Artesanos de la zona arqueológica de Cholula exigieron la renuncia del titular de la Comisión Derechos Humanos (CDH), Adolfo López Badillo, por estar “del lado” de los ayuntamientos de San Pedro y San Andrés en la resolución a la queja que interpusieron.
En rueda de prensa, Edwin Arce Montes, representante de los artesanos, recordó que denunciaron que ambas comunas los desalojaron de su lugar de trabajo, en donde tenían más de 10 años, además de que les incautaron su mercancía sin darles un acuse de recibo.
Comentó que en la CDH les notificaron que ambos ayuntamientos habían presentado sus declaraciones, donde “negaron rotundamente” los hechos de violencia que los artesanos acusaron.
“A pesar de que las pruebas que otorgamos son verídicas, José Juan Espinosa Torres y Leoncio Paisano Arias, ediles de San Pedro y San Andrés, dicen que nosotros fuimos los que provocamos eso”.
Agregó que, además, acudieron a la CDH para solicitar una copia certificada de la queja que habían presentado, con la intención de llevarla a otras instancias como CNDH y CIDH, sin embargo esta les fue negada.
Arce Montes reiteró que la CDH “no está actuando” en su caso y, al contrario, pretende beneficiar a los ayuntamientos.
Además mencionó que hicieron llegar escritos para denunciar que no los dejan trabajar a diferentes instancias de los diferentes niveles de gobierno, y que el único en responder fue el gobernador poblano Antonio Gali Fayad, pero “mandó al secretario General de Gobierno, Diódoro Carrasco Altamirano, a arreglar la situación y él a su vez al director de Atención Ciudadana de Organizaciones Sociales del gobierno del estado, Froylan Barragán Luna”.
Sin embargo, advirtió que no negociarán con Barragán Luna porque en las pasadas pláticas les dijo que no había opción de espacio para los 43 artesanos; “antes nos había discriminado e insultado”.
De igual manera, denunció que la mercancía que les fue decomisada no les ha sido devuelta, por el ayuntamiento de San Pedro Cholula porque “no hay un papel que demuestre la pertenencia, pero es porque ellos no nos lo entregaron”, por lo que presentaron una denuncia en la Fiscalía General del Estado (FGE), sin embargo, aseguró, hicieron caso omiso.

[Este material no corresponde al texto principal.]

//! In-memory storage implementation.
//!
//! All data is held in a [`Graph`] behind a [`RwLock`] and is lost when the
//! process exits. The graph enforces the store invariants on insert and
//! evaluates filters directly, so this backend is also the reference the
//! SQLite backend is checked against.

use std::sync::{RwLock, RwLockReadGuard, RwLockWriteGuard};

use async_trait::async_trait;
use claimgraph::query::{select_claims, select_identities};
use claimgraph::{Attestation, Claim, ClaimFilter, Graph, Identity, IdentityFilter};

use super::{Storage, StorageError};

// ---------------------------------------------------------------------------
// MemoryStorage
// ---------------------------------------------------------------------------

/// Thread-safe, in-memory implementation of [`Storage`].
pub struct MemoryStorage {
    inner: RwLock<Graph>,
}

impl MemoryStorage {
    pub fn new() -> Self {
        Self {
            inner: RwLock::new(Graph::new()),
        }
    }

    fn read(&self) -> Result<RwLockReadGuard<'_, Graph>, StorageError> {
        self.inner
            .read()
            .map_err(|_| StorageError::Internal("memory store lock poisoned".into()))
    }

    fn write(&self) -> Result<RwLockWriteGuard<'_, Graph>, StorageError> {
        self.inner
            .write()
            .map_err(|_| StorageError::Internal("memory store lock poisoned".into()))
    }
}

impl Default for MemoryStorage {
    fn default() -> Self {
        Self::new()
    }
}

// ---------------------------------------------------------------------------
// Storage impl
// ---------------------------------------------------------------------------

#[async_trait]
impl Storage for MemoryStorage {
    // --- Identities ----------------------------------------------------------

    async fn put_identity(&self, identity: &Identity) -> Result<(), StorageError> {
        self.write()?.insert_identity(identity.clone())?;
        Ok(())
    }

    async fn get_identity(&self, id: &str) -> Result<Option<Identity>, StorageError> {
        Ok(self.read()?.get_identity(id).cloned())
    }

    async fn query_identities(
        &self,
        filter: &IdentityFilter,
    ) -> Result<Vec<Identity>, StorageError> {
        let graph = self.read()?;
        Ok(select_identities(&*graph, filter))
    }

    // --- Claims --------------------------------------------------------------

    async fn put_claim(&self, claim: &Claim) -> Result<(), StorageError> {
        self.write()?.insert_claim(claim.clone())?;
        Ok(())
    }

    async fn get_claim(&self, id: &str) -> Result<Option<Claim>, StorageError> {
        Ok(self.read()?.get_claim(id).cloned())
    }

    async fn query_claims(&self, filter: &ClaimFilter) -> Result<Vec<Claim>, StorageError> {
        let graph = self.read()?;
        Ok(select_claims(&*graph, filter))
    }

    // --- Attestations --------------------------------------------------------

    async fn put_attestation(&self, attestation: &Attestation) -> Result<(), StorageError> {
        self.write()?.insert_attestation(attestation.clone())?;
        Ok(())
    }

    async fn list_attestations(&self, claim_id: &str) -> Result<Vec<Attestation>, StorageError> {
        self.read()?
            .attestations(claim_id)
            .map(<[Attestation]>::to_vec)
            .ok_or(StorageError::NotFound)
    }
}

// ---------------------------------------------------------------------------
// Tests
// ---------------------------------------------------------------------------
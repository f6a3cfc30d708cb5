//! Filter trees for identity and claim queries.
//!
//! Filters are recursive tagged variants so the evaluator can match them
//! exhaustively. Their JSON form follows the query shapes of the graph API:
//!
//! ```json
//! { "in_claim": { "as_subject": {
//!     "where_predicate": { "field": { "field": "display_name", "op": "=", "value": "Guest" } },
//!     "where_object":    { "field": { "field": "display_name", "op": "=", "value": "Club" } }
//! } } }
//! ```
//!
//! Evaluation lives in [`crate::query`].

use serde::{Deserialize, Serialize};

use crate::types::{Identity, Role};

/// A stored identity field that a [`FieldPredicate`] can test.
#[derive(Debug, Clone, Copy, Serialize, Deserialize, PartialEq, Eq)]
#[serde(rename_all = "snake_case")]
pub enum IdentityField {
    IdentityId,
    DisplayName,
    Description,
}

impl IdentityField {
    /// The stored value of this field on `identity`.
    pub fn value<'a>(&self, identity: &'a Identity) -> &'a str {
        match self {
            IdentityField::IdentityId => &identity.identity_id,
            IdentityField::DisplayName => &identity.display_name,
            IdentityField::Description => &identity.description,
        }
    }
}

impl std::fmt::Display for IdentityField {
    fn fmt(&self, f: &mut std::fmt::Formatter<'_>) -> std::fmt::Result {
        match self {
            IdentityField::IdentityId => write!(f, "identity_id"),
            IdentityField::DisplayName => write!(f, "display_name"),
            IdentityField::Description => write!(f, "description"),
        }
    }
}

/// Comparison operator of a [`FieldPredicate`]. All comparisons are
/// case-sensitive on the stored value.
#[derive(Debug, Clone, Copy, Serialize, Deserialize, PartialEq, Eq)]
pub enum FieldOp {
    /// Exact match.
    #[serde(rename = "=", alias = "eq")]
    Eq,
    #[serde(rename = "!=", alias = "ne")]
    Ne,
    #[serde(rename = "contains")]
    Contains,
    #[serde(rename = "starts_with")]
    StartsWith,
}

impl FieldOp {
    pub fn apply(&self, stored: &str, value: &str) -> bool {
        match self {
            FieldOp::Eq => stored == value,
            FieldOp::Ne => stored != value,
            FieldOp::Contains => stored.contains(value),
            FieldOp::StartsWith => stored.starts_with(value),
        }
    }
}

impl std::fmt::Display for FieldOp {
    fn fmt(&self, f: &mut std::fmt::Formatter<'_>) -> std::fmt::Result {
        match self {
            FieldOp::Eq => write!(f, "="),
            FieldOp::Ne => write!(f, "!="),
            FieldOp::Contains => write!(f, "contains"),
            FieldOp::StartsWith => write!(f, "starts_with"),
        }
    }
}

/// `(field, operator, value)` over one identity.
#[derive(Debug, Clone, Serialize, Deserialize, PartialEq, Eq)]
pub struct FieldPredicate {
    pub field: IdentityField,
    pub op: FieldOp,
    pub value: String,
}

impl FieldPredicate {
    pub fn matches(&self, identity: &Identity) -> bool {
        self.op.apply(self.field.value(identity), &self.value)
    }
}

/// A filter over identities.
#[derive(Debug, Clone, Serialize, Deserialize, PartialEq, Eq, Default)]
#[serde(rename_all = "snake_case")]
pub enum IdentityFilter {
    /// Matches every identity.
    #[default]
    All,
    Field(FieldPredicate),
    /// Identities that take part in at least one claim in the given role,
    /// with the claim's other endpoints satisfying their sub-filters.
    InClaim(Participation),
    And(Vec<IdentityFilter>),
    Or(Vec<IdentityFilter>),
    Not(Box<IdentityFilter>),
}

impl IdentityFilter {
    pub fn field(field: IdentityField, op: FieldOp, value: impl Into<String>) -> Self {
        IdentityFilter::Field(FieldPredicate {
            field,
            op,
            value: value.into(),
        })
    }

    /// `display_name = name`.
    pub fn display_name(name: impl Into<String>) -> Self {
        Self::field(IdentityField::DisplayName, FieldOp::Eq, name)
    }

    /// `identity_id = id`.
    pub fn id(id: impl Into<String>) -> Self {
        Self::field(IdentityField::IdentityId, FieldOp::Eq, id)
    }

    /// Identities that are the subject of some `_ --predicate--> object` claim.
    pub fn subject_of(predicate: IdentityFilter, object: IdentityFilter) -> Self {
        IdentityFilter::InClaim(Participation::AsSubject {
            where_predicate: Some(Box::new(predicate)),
            where_object: Some(Box::new(object)),
        })
    }

    /// Identities that are the object of some `subject --predicate--> _` claim.
    pub fn object_of(subject: IdentityFilter, predicate: IdentityFilter) -> Self {
        IdentityFilter::InClaim(Participation::AsObject {
            where_subject: Some(Box::new(subject)),
            where_predicate: Some(Box::new(predicate)),
        })
    }

    /// Conjunction, flattening nested `And`s.
    pub fn and(self, other: IdentityFilter) -> Self {
        match (self, other) {
            (IdentityFilter::All, f) | (f, IdentityFilter::All) => f,
            (IdentityFilter::And(mut a), IdentityFilter::And(b)) => {
                a.extend(b);
                IdentityFilter::And(a)
            }
            (IdentityFilter::And(mut a), f) => {
                a.push(f);
                IdentityFilter::And(a)
            }
            (f, g) => IdentityFilter::And(vec![f, g]),
        }
    }

    pub fn or(self, other: IdentityFilter) -> Self {
        match (self, other) {
            (IdentityFilter::Or(mut a), f) => {
                a.push(f);
                IdentityFilter::Or(a)
            }
            (f, g) => IdentityFilter::Or(vec![f, g]),
        }
    }

    pub fn negate(self) -> Self {
        IdentityFilter::Not(Box::new(self))
    }
}

/// Claim-participation predicate: the role the filtered identity plays and
/// sub-filters for the claim's other two endpoints. An absent sub-filter
/// matches any identity.
#[derive(Debug, Clone, Serialize, Deserialize, PartialEq, Eq)]
#[serde(rename_all = "snake_case")]
pub enum Participation {
    AsSubject {
        #[serde(default, skip_serializing_if = "Option::is_none")]
        where_predicate: Option<Box<IdentityFilter>>,
        #[serde(default, skip_serializing_if = "Option::is_none")]
        where_object: Option<Box<IdentityFilter>>,
    },
    AsPredicate {
        #[serde(default, skip_serializing_if = "Option::is_none")]
        where_subject: Option<Box<IdentityFilter>>,
        #[serde(default, skip_serializing_if = "Option::is_none")]
        where_object: Option<Box<IdentityFilter>>,
    },
    AsObject {
        #[serde(default, skip_serializing_if = "Option::is_none")]
        where_subject: Option<Box<IdentityFilter>>,
        #[serde(default, skip_serializing_if = "Option::is_none")]
        where_predicate: Option<Box<IdentityFilter>>,
    },
}

impl Participation {
    /// The role the filtered identity occupies.
    pub fn role(&self) -> Role {
        match self {
            Participation::AsSubject { .. } => Role::Subject,
            Participation::AsPredicate { .. } => Role::Predicate,
            Participation::AsObject { .. } => Role::Object,
        }
    }

    /// The two other roles paired with their sub-filters (`None` = any).
    pub fn constraints(&self) -> [(Role, Option<&IdentityFilter>); 2] {
        match self {
            Participation::AsSubject {
                where_predicate,
                where_object,
            } => [
                (Role::Predicate, where_predicate.as_deref()),
                (Role::Object, where_object.as_deref()),
            ],
            Participation::AsPredicate {
                where_subject,
                where_object,
            } => [
                (Role::Subject, where_subject.as_deref()),
                (Role::Object, where_object.as_deref()),
            ],
            Participation::AsObject {
                where_subject,
                where_predicate,
            } => [
                (Role::Subject, where_subject.as_deref()),
                (Role::Predicate, where_predicate.as_deref()),
            ],
        }
    }
}

/// A filter over claims.
#[derive(Debug, Clone, Serialize, Deserialize, PartialEq, Eq, Default)]
#[serde(rename_all = "snake_case")]
pub enum ClaimFilter {
    /// Matches every claim.
    #[default]
    All,
    /// Claims whose subject identity satisfies the filter.
    WithSubject(IdentityFilter),
    /// Claims whose predicate identity satisfies the filter.
    WithPredicate(IdentityFilter),
    /// Claims whose object identity satisfies the filter.
    WithObject(IdentityFilter),
    /// Claims created with this polarity.
    Direction(bool),
    And(Vec<ClaimFilter>),
    Or(Vec<ClaimFilter>),
    Not(Box<ClaimFilter>),
}

impl ClaimFilter {
    pub fn with_subject(filter: IdentityFilter) -> Self {
        ClaimFilter::WithSubject(filter)
    }

    pub fn with_predicate(filter: IdentityFilter) -> Self {
        ClaimFilter::WithPredicate(filter)
    }

    pub fn with_object(filter: IdentityFilter) -> Self {
        ClaimFilter::WithObject(filter)
    }

    /// Anchor the endpoint in `role` to `filter`.
    pub fn anchored(role: Role, filter: IdentityFilter) -> Self {
        match role {
            Role::Subject => ClaimFilter::WithSubject(filter),
            Role::Predicate => ClaimFilter::WithPredicate(filter),
            Role::Object => ClaimFilter::WithObject(filter),
        }
    }

    /// Claims matching the exact `(subject, predicate, object)` id triple.
    pub fn triple(subject_id: &str, predicate_id: &str, object_id: &str) -> Self {
        ClaimFilter::with_subject(IdentityFilter::id(subject_id))
            .and(ClaimFilter::with_predicate(IdentityFilter::id(predicate_id)))
            .and(ClaimFilter::with_object(IdentityFilter::id(object_id)))
    }

    /// Conjunction, flattening nested `And`s.
    pub fn and(self, other: ClaimFilter) -> Self {
        match (self, other) {
            (ClaimFilter::All, f) | (f, ClaimFilter::All) => f,
            (ClaimFilter::And(mut a), ClaimFilter::And(b)) => {
                a.extend(b);
                ClaimFilter::And(a)
            }
            (ClaimFilter::And(mut a), f) => {
                a.push(f);
                ClaimFilter::And(a)
            }
            (f, g) => ClaimFilter::And(vec![f, g]),
        }
    }

    pub fn or(self, other: ClaimFilter) -> Self {
        match (self, other) {
            (ClaimFilter::Or(mut a), f) => {
                a.push(f);
                ClaimFilter::Or(a)
            }
            (f, g) => ClaimFilter::Or(vec![f, g]),
        }
    }

    pub fn negate(self) -> Self {
        ClaimFilter::Not(Box::new(self))
    }
}
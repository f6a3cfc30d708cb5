//! Data model of the claim graph.
//!
//! Identities are nodes; claims are directed, attestable
//! subject–predicate–object triples over identities. Applications use the
//! graph as a schema-less data layer: memberships, custom profile fields,
//! and attested relationships are all just claims.
//!
//! This crate is pure logic with no I/O. The persistent stores and the
//! caller-facing client live in `claimgraph-store`.
//!
//! # Crate layout
//!
//! | Module | Purpose |
//! |--------|---------|
//! | [`types`] | Records: [`Identity`], [`Claim`], [`Attestation`], [`GetOrCreate`] |
//! | [`filter`] | Filter trees: [`IdentityFilter`], [`ClaimFilter`], [`Participation`] |
//! | [`query`] | Filter evaluation over any [`GraphView`] |
//! | [`graph`] | In-memory [`Graph`] enforcing the store invariants |
//! | [`special`] | Typed registry of [`SpecialPredicate`]s |
//! | [`profile`] | [`Profile`] folding and [`ProfileField`] inputs |
//! | [`validation`] | Record conformance checks |
//! | [`render`] | Human-readable text rendering |
//!
//! # Quick start
//!
//! ```rust
//! use claimgraph::{query, Claim, Graph, Identity, IdentityFilter};
//!
//! let alice = Identity::new("Alice", "a user");
//! let guest = Identity::new("Guest", "membership predicate");
//! let club = Identity::new("Club", "the app");
//! let claim = Claim::new(&alice.identity_id, &guest.identity_id, &club.identity_id, true);
//! let graph = Graph::from_records([alice, guest, club], [claim]).unwrap();
//!
//! let members = query::select_identities(
//!     &graph,
//!     &IdentityFilter::subject_of(
//!         IdentityFilter::display_name("Guest"),
//!         IdentityFilter::display_name("Club"),
//!     ),
//! );
//! assert_eq!(members[0].display_name, "Alice");
//! ```

pub mod filter;
pub mod graph;
pub mod profile;
pub mod query;
pub mod render;
pub mod special;
pub mod types;
pub mod validation;

pub use filter::{
    ClaimFilter, FieldOp, FieldPredicate, IdentityField, IdentityFilter, Participation,
};
pub use graph::{Graph, InsertError};
pub use profile::{Profile, ProfileField};
pub use query::GraphView;
pub use special::{AppConventions, SpecialPredicate, SpecialPredicates};
pub use types::{Attestation, AttestationTally, Claim, GetOrCreate, Identity, Role};
pub use validation::{
    validate_attestation, validate_claim, validate_display_name, validate_identity, ValidationError,
};
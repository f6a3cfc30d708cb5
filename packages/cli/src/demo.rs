//! The "Internet Amigos" walkthrough.
//!
//! Two callers share one graph. Each creates a user, joins the application
//! through the membership predicate and attests it, then writes a profile
//! with fields of their own choosing. The second profile reuses a value
//! identity the first one created. Finally both profiles are reconstructed
//! from claims alone.

use std::collections::BTreeMap;

use claimgraph::render::{render_identity, render_profile};
use claimgraph::{Profile, ProfileField};
use claimgraph_store::{Application, GraphClient, GraphError, StoreConfig};

use crate::Output;

const USER_DESCRIPTION: &str = "I <3 the claim graph";

struct Member {
    name: &'static str,
    pointer: &'static str,
    fields: Vec<ProfileField>,
}

fn members() -> [Member; 2] {
    [
        Member {
            name: "My User",
            pointer: "PROFILE1: My User",
            fields: vec![
                ProfileField::new("Favorite Ice Cream", "Superman").describe(
                    "What is your top flavor?",
                    "Man of steel (or blue moon, lemon and black cherry ice cream)",
                ),
                ProfileField::new("Shoe Width", "Fred Flinstone")
                    .describe("How wide are those tootsies?", "Yabba Dabba Doo!"),
            ],
        },
        Member {
            name: "My Other User",
            pointer: "PROFILE2: My Other User",
            fields: vec![
                // "Superman" already exists; the profile links to it instead
                // of minting a second identity.
                ProfileField::new("Worst Superhero", "Superman")
                    .describe("We all know who it is", ""),
                ProfileField::new("Sense of Smell Ranking (global)", "TOP!")
                    .describe("Noses aren't just for picking!", "Here we are..."),
            ],
        },
    ]
}

pub async fn run(
    client: &GraphClient,
    config: &StoreConfig,
    out: &Output,
) -> Result<(), GraphError> {
    tracing::info!("let's build {:?} on the claim graph", config.conventions.app_name);

    let first = Application::bootstrap(client.clone(), config.conventions.clone()).await?;
    let second = first.for_caller(client.as_caller(format!("{}#2", client.caller())));
    let apps = [&first, &second];

    let mut users = Vec::new();
    for (app, member) in apps.iter().zip(members()) {
        let user = app
            .client()
            .get_or_create_identity(member.name, USER_DESCRIPTION)
            .await?
            .into_inner();
        let joined = app.join(&user.identity_id).await?;
        tracing::info!(
            caller = %app.client().caller(),
            new = joined.was_created(),
            "{:?} is an {:?}",
            member.name,
            config.conventions.member_predicate
        );
        app.write_profile(
            &user.identity_id,
            member.pointer,
            &format!("first profile for {:?}", member.name),
            &member.fields,
        )
        .await?;
        users.push(user);
    }

    let all_members = first.members().await?;
    tracing::info!(count = all_members.len(), "retrieved all members");

    let mut profiles: BTreeMap<String, Profile> = BTreeMap::new();
    for (app, user) in apps.iter().zip(&users) {
        profiles.insert(user.display_name.clone(), app.profile(&user.identity_id).await?);
    }

    if out.text {
        println!("Members of {}", config.conventions.app_name);
        all_members.iter().for_each(|m| print!("{}", render_identity(m)));
        for (owner, profile) in &profiles {
            println!();
            print!("{}", render_profile(owner, profile));
        }
    } else {
        out.json(&serde_json::json!({
            "members": all_members,
            "profiles": profiles,
        }));
    }
    Ok(())
}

Dijo que temen por su integridad ya que no pueden acercarse al “cerrito” porque “nos sacan fotos o nos empiezan a intimidar, no podemos reinstalarnos porque llegan granaderos y grupos antimotines”.
Finalmente, expresó que, a diferencia de los grupos Quetzalcóatl y Tlachihualtepetl, que agrupan a comerciantes y no a artesanos, a ellos no se les ha ofrecido ningún espacio para reinstalarse.
Lo anterior porque “José Juan les cobra mensualidad, les vendió unos locales, los cuales eran para artesanos y los usa políticamente”.